::: RECORDED INFORMATION

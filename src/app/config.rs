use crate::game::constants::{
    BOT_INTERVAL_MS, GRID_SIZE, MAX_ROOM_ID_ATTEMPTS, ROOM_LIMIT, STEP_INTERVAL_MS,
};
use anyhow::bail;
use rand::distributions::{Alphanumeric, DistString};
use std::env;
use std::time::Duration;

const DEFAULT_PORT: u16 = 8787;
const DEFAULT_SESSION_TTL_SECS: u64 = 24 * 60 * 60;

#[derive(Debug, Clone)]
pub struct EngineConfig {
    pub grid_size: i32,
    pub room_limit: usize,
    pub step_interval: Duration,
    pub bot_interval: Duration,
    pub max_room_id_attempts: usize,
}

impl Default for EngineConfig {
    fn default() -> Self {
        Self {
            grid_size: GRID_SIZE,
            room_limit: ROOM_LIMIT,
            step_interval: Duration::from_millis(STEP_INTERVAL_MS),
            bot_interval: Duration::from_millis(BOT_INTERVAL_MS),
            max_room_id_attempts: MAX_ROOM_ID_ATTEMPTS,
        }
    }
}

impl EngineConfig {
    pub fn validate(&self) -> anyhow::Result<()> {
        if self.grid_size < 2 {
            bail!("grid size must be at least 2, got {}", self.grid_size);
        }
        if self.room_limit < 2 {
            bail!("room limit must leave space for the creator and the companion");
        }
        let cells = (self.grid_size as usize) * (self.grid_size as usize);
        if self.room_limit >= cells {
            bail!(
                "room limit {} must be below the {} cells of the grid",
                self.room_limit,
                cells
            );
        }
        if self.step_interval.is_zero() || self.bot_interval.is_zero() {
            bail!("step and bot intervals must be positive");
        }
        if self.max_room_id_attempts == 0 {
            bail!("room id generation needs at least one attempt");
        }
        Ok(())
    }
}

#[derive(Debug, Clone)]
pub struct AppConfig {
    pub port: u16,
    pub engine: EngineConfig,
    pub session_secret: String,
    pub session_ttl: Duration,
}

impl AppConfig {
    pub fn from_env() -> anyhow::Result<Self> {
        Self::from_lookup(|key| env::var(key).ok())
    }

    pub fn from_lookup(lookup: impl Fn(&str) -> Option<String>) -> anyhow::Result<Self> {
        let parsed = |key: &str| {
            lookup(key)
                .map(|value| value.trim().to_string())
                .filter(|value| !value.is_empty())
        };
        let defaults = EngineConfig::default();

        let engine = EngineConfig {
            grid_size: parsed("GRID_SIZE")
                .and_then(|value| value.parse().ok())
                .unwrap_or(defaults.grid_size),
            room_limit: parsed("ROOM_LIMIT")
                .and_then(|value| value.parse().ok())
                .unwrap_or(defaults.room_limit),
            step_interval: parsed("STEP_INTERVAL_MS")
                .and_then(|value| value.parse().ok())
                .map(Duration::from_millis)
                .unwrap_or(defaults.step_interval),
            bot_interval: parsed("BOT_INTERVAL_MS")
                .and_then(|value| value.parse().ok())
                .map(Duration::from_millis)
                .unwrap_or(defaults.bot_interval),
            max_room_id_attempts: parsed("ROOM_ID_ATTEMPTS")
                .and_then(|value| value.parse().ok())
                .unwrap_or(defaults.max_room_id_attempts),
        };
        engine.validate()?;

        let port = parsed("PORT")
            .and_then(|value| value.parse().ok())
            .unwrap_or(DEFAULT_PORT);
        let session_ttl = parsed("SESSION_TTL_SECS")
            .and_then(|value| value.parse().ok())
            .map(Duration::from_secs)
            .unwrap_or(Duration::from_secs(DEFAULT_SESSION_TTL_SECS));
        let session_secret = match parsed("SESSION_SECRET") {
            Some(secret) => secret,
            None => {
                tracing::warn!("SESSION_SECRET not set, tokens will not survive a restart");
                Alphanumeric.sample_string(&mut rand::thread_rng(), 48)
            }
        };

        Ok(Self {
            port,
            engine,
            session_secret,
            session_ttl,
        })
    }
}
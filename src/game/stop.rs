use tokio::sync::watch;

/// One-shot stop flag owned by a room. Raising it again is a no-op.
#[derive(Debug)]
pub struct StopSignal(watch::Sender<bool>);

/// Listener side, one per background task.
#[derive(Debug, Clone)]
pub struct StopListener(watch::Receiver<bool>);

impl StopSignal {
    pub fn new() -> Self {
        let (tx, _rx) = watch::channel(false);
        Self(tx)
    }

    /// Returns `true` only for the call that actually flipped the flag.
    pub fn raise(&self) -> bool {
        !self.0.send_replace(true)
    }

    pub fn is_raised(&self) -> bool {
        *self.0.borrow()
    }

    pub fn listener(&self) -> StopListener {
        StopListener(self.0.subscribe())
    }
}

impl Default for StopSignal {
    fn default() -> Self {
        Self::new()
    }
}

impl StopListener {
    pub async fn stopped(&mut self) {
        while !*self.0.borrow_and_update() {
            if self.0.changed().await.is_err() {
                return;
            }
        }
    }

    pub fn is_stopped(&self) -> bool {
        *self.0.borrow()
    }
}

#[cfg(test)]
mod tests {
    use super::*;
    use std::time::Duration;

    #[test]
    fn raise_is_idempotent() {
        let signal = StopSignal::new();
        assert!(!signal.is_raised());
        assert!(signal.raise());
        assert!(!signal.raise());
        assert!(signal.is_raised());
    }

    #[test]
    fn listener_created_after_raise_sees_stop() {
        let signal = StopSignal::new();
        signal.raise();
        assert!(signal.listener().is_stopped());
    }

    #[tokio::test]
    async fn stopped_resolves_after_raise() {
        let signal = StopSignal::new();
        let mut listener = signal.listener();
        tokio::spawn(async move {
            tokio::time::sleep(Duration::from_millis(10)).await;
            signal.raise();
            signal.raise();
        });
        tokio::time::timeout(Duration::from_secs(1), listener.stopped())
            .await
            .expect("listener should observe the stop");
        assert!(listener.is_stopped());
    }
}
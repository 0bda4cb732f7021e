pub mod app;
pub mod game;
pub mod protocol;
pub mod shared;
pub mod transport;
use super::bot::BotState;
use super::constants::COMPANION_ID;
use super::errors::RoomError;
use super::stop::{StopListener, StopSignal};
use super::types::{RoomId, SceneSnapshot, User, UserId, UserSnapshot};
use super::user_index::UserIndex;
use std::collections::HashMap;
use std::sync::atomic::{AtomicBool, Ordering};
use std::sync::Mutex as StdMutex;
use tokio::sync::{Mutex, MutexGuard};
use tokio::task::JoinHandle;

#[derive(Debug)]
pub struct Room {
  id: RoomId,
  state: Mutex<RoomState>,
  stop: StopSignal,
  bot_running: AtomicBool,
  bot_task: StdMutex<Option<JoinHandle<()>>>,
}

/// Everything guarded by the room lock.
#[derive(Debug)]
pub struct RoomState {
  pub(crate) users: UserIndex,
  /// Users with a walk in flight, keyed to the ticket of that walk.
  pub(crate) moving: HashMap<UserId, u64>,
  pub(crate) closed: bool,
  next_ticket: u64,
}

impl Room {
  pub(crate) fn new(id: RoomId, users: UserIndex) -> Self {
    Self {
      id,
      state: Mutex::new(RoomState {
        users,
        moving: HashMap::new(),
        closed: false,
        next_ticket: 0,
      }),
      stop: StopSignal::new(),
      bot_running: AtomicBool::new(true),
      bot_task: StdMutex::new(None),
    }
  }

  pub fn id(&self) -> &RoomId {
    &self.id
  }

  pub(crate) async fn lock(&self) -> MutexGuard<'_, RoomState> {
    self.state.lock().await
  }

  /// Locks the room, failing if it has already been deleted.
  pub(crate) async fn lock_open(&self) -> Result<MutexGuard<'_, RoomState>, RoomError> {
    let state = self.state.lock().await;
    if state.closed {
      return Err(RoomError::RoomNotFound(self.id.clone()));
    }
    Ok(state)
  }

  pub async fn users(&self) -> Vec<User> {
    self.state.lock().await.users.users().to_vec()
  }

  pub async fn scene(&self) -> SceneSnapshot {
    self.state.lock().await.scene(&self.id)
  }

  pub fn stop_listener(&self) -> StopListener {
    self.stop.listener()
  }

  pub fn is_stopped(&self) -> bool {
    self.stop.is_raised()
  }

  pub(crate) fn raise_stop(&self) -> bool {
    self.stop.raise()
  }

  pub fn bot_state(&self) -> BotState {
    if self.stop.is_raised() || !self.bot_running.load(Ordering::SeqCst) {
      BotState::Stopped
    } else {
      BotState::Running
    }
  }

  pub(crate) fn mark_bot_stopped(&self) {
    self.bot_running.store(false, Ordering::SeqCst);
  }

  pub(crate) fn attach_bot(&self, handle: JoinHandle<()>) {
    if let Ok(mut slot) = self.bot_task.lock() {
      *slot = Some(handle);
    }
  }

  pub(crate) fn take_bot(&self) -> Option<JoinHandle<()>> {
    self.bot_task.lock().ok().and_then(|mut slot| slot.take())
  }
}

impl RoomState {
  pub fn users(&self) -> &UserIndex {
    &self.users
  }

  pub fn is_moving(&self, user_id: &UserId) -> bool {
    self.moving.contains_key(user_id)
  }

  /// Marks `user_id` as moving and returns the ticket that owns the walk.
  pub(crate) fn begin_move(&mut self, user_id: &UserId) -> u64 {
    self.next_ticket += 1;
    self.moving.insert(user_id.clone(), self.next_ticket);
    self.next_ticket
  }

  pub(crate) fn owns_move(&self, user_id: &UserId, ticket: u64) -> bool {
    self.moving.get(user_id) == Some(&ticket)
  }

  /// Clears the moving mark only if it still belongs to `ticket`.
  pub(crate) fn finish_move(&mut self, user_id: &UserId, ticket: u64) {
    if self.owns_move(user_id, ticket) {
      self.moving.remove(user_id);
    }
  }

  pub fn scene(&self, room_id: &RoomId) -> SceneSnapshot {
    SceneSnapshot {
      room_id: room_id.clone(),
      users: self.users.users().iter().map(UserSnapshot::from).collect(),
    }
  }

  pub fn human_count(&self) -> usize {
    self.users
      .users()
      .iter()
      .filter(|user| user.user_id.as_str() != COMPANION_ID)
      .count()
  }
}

::::::

* **TASK STATEMENT**
Please, from the entries above, set down exactly the lines from the one containing "pub mod protocol;" through the one containing "already been deleted.", and only those.

* **WRITTEN RESPONSE**
pub mod protocol;
pub mod shared;
pub mod transport;
use super::bot::BotState;
use super::constants::COMPANION_ID;
use super::errors::RoomError;
use super::stop::{StopListener, StopSignal};
use super::types::{RoomId, SceneSnapshot, User, UserId, UserSnapshot};
use super::user_index::UserIndex;
use std::collections::HashMap;
use std::sync::atomic::{AtomicBool, Ordering};
use std::sync::Mutex as StdMutex;
use tokio::sync::{Mutex, MutexGuard};
use tokio::task::JoinHandle;

#[derive(Debug)]
pub struct Room {
  id: RoomId,
  state: Mutex<RoomState>,
  stop: StopSignal,
  bot_running: AtomicBool,
  bot_task: StdMutex<Option<JoinHandle<()>>>,
}

/// Everything guarded by the room lock.
#[derive(Debug)]
pub struct RoomState {
  pub(crate) users: UserIndex,
  /// Users with a walk in flight, keyed to the ticket of that walk.
  pub(crate) moving: HashMap<UserId, u64>,
  pub(crate) closed: bool,
  next_ticket: u64,
}

impl Room {
  pub(crate) fn new(id: RoomId, users: UserIndex) -> Self {
    Self {
      id,
      state: Mutex::new(RoomState {
        users,
        moving: HashMap::new(),
        closed: false,
        next_ticket: 0,
      }),
      stop: StopSignal::new(),
      bot_running: AtomicBool::new(true),
      bot_task: StdMutex::new(None),
    }
  }

  pub fn id(&self) -> &RoomId {
    &self.id
  }

  pub(crate) async fn lock(&self) -> MutexGuard<'_, RoomState> {
    self.state.lock().await
  }

  /// Locks the room, failing if it has already been deleted.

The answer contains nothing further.